[Data supplied Boundary: Start]
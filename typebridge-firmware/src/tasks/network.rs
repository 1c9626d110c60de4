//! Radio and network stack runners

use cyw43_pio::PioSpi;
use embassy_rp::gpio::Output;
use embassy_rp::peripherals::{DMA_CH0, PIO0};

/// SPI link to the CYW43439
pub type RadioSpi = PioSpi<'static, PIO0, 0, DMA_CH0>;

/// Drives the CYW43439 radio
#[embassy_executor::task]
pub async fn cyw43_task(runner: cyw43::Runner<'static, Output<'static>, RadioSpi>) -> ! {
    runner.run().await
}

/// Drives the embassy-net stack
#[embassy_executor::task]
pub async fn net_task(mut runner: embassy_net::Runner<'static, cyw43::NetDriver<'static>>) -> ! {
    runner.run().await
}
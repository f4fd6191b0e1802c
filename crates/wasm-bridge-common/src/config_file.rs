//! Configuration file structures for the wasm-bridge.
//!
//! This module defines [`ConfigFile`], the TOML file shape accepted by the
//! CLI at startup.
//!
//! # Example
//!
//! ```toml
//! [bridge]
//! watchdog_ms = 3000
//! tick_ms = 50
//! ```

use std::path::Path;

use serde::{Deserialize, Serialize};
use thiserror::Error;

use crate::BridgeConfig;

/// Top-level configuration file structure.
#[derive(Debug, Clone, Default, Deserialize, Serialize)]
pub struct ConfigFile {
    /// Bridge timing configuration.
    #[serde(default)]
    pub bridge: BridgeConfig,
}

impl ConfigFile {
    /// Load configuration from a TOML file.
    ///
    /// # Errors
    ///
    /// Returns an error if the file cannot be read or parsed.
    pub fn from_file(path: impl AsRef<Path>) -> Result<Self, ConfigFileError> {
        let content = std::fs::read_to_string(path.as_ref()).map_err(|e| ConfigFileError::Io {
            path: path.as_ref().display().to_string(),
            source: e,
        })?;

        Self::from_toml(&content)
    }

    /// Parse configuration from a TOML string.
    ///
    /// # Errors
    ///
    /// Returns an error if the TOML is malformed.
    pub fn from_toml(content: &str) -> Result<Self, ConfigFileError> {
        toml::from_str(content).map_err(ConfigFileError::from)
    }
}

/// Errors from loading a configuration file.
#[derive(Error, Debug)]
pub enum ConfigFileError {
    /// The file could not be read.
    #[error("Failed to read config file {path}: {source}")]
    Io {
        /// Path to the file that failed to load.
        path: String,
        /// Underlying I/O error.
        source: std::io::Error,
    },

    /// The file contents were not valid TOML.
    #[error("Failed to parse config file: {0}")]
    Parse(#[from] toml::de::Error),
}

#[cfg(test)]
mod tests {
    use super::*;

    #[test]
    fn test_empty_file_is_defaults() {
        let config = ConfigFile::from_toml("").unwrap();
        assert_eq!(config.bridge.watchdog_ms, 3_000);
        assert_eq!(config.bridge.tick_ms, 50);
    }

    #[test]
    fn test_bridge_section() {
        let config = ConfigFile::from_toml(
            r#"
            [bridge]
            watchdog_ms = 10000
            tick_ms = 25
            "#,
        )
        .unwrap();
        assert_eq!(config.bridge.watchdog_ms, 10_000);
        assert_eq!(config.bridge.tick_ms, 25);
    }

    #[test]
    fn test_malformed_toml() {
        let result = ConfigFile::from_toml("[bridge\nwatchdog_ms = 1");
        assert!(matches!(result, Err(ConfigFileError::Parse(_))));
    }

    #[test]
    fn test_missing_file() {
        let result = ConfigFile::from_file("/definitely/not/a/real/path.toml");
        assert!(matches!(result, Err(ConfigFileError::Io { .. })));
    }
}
[Data supplied Boundary: End]
[Data supplied Boundary: Start]
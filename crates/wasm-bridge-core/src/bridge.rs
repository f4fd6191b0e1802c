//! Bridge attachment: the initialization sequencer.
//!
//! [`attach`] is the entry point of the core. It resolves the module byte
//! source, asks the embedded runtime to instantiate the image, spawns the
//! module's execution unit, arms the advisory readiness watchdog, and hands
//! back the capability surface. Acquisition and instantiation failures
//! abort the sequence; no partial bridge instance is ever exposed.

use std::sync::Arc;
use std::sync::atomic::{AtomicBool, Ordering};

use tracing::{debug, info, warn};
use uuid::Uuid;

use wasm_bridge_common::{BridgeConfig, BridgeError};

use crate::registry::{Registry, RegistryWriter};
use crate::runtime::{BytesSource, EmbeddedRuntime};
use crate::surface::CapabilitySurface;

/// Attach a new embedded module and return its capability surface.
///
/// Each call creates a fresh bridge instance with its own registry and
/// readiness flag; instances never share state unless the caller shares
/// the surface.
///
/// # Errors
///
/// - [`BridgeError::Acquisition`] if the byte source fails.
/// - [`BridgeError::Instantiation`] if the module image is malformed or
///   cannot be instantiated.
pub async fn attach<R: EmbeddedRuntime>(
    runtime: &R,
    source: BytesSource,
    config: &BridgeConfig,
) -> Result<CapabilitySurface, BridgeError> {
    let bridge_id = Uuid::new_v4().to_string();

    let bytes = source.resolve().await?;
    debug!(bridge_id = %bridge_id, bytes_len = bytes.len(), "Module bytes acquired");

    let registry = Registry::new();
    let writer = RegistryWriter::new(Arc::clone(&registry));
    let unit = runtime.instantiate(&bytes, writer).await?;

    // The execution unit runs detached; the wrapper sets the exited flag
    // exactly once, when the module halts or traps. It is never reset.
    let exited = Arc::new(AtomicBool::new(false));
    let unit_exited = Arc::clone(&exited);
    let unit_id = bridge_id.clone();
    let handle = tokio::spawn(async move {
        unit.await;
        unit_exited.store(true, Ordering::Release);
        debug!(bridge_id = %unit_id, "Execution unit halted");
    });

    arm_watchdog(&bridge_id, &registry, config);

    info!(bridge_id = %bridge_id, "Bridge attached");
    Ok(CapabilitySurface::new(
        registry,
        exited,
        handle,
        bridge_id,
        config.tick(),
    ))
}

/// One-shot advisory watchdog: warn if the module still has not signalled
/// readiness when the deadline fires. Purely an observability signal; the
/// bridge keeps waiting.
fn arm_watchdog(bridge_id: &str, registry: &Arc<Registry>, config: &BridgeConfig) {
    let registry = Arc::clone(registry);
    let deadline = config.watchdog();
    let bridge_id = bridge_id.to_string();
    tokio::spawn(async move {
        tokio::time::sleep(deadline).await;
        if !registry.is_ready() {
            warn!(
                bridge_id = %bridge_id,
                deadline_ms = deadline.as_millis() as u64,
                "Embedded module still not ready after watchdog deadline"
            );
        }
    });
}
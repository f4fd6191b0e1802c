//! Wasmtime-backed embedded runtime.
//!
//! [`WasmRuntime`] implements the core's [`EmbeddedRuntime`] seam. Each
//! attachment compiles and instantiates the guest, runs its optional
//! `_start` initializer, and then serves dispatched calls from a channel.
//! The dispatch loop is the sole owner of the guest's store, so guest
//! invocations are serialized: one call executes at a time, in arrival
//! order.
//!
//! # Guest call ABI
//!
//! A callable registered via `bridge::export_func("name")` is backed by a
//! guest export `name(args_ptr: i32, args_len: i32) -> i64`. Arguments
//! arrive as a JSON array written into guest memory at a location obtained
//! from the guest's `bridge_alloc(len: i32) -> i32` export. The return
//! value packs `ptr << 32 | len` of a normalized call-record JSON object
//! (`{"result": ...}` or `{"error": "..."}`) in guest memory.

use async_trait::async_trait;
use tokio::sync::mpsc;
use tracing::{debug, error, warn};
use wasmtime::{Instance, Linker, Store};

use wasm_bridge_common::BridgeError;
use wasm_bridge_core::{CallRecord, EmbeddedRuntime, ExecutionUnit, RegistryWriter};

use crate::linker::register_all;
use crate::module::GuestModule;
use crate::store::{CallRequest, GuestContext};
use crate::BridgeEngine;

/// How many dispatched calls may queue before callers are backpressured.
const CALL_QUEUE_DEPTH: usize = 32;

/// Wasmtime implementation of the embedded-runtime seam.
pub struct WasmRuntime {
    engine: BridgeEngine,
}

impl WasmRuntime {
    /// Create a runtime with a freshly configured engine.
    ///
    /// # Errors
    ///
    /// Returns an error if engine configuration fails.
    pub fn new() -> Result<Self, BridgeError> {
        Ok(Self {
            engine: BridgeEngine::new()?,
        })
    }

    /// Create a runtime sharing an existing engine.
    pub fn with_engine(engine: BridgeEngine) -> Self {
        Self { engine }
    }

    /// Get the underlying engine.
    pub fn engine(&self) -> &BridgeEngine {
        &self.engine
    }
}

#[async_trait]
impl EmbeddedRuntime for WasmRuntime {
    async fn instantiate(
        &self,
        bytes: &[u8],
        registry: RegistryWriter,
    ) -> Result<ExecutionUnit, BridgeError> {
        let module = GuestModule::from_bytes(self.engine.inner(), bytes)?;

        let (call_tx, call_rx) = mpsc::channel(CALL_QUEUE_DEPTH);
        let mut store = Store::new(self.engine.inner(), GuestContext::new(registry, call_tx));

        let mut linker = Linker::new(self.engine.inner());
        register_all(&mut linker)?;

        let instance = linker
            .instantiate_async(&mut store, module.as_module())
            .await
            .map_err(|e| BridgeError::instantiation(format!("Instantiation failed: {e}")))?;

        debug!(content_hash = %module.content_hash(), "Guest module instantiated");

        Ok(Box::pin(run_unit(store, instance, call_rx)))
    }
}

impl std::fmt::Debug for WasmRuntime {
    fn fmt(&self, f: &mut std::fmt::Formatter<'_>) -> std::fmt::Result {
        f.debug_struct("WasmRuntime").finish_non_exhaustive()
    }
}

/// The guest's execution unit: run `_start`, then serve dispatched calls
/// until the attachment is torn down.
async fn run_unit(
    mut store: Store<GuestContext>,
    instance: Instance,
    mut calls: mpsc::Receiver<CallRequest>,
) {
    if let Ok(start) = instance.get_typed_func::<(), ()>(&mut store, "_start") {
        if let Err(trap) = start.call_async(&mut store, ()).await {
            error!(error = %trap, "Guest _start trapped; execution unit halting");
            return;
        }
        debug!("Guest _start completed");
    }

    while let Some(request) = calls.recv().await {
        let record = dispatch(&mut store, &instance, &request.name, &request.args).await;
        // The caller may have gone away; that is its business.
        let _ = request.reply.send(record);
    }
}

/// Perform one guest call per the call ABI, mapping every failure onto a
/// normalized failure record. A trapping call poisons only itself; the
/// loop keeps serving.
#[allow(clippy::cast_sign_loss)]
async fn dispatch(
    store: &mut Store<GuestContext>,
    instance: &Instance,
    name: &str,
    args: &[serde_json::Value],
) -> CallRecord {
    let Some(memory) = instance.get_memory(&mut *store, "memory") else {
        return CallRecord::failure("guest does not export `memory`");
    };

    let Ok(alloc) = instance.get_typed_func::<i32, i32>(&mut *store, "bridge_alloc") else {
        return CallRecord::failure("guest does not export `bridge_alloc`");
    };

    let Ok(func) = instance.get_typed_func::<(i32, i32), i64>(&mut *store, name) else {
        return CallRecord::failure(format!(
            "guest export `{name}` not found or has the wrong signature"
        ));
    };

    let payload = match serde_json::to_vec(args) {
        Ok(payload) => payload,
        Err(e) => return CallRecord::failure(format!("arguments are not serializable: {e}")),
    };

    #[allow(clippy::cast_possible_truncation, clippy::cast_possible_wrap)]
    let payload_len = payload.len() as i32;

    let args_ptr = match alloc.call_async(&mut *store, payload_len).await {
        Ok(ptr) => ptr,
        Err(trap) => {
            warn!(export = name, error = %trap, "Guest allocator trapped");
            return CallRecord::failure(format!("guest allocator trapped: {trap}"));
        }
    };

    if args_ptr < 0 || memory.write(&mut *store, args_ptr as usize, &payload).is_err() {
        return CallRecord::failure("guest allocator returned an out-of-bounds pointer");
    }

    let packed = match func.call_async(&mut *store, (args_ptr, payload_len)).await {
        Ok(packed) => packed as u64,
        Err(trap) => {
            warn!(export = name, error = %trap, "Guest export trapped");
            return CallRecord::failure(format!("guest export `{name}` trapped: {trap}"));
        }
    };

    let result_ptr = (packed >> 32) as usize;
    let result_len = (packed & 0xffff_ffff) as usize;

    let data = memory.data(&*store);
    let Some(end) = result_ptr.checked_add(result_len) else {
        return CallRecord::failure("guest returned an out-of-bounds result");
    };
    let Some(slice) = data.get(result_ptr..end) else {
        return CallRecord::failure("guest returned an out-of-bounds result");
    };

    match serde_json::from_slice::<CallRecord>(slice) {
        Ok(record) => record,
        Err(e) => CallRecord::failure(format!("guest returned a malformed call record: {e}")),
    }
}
[Data supplied Boundary: End]
[Data supplied Boundary: Start]
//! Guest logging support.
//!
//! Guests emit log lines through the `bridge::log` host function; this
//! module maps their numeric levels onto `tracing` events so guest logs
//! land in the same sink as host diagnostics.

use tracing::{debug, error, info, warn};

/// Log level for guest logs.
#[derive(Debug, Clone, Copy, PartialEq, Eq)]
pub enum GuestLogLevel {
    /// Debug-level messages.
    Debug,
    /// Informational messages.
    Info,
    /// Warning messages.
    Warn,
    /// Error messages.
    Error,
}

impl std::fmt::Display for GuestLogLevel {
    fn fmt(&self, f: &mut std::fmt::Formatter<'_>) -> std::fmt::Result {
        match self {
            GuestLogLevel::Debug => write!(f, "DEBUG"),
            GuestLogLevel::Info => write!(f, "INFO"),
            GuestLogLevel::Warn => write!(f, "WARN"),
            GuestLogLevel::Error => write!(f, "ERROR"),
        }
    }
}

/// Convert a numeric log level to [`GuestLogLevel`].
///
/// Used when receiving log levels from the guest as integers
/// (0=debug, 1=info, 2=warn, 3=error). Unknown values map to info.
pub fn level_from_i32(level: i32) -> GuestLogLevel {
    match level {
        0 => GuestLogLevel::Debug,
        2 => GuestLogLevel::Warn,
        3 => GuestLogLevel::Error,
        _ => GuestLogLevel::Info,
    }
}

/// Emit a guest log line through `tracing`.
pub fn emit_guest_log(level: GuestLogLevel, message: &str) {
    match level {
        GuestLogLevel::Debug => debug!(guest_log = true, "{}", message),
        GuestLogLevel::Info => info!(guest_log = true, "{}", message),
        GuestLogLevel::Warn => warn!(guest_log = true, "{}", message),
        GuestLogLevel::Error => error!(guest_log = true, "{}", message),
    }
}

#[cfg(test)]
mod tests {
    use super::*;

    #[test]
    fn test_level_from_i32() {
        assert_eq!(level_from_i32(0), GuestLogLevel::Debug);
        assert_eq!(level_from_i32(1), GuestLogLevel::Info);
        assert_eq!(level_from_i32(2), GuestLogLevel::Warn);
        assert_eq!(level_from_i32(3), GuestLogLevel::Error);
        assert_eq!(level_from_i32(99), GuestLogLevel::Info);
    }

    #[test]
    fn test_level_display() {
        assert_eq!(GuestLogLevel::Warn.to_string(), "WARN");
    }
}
[Data supplied Boundary: End]
• Problem statement: Look above for the line with "let exited = Arc::new(AtomicBool::new(false));" and the line with "unit_exited.store(true, Ordering::Release);". Retype those two lines and every line between them exactly, adding nothing.

• Response area:
    let exited = Arc::new(AtomicBool::new(false));
    let unit_exited = Arc::clone(&exited);
    let unit_id = bridge_id.clone();
    let handle = tokio::spawn(async move {
        unit.await;
        unit_exited.store(true, Ordering::Release);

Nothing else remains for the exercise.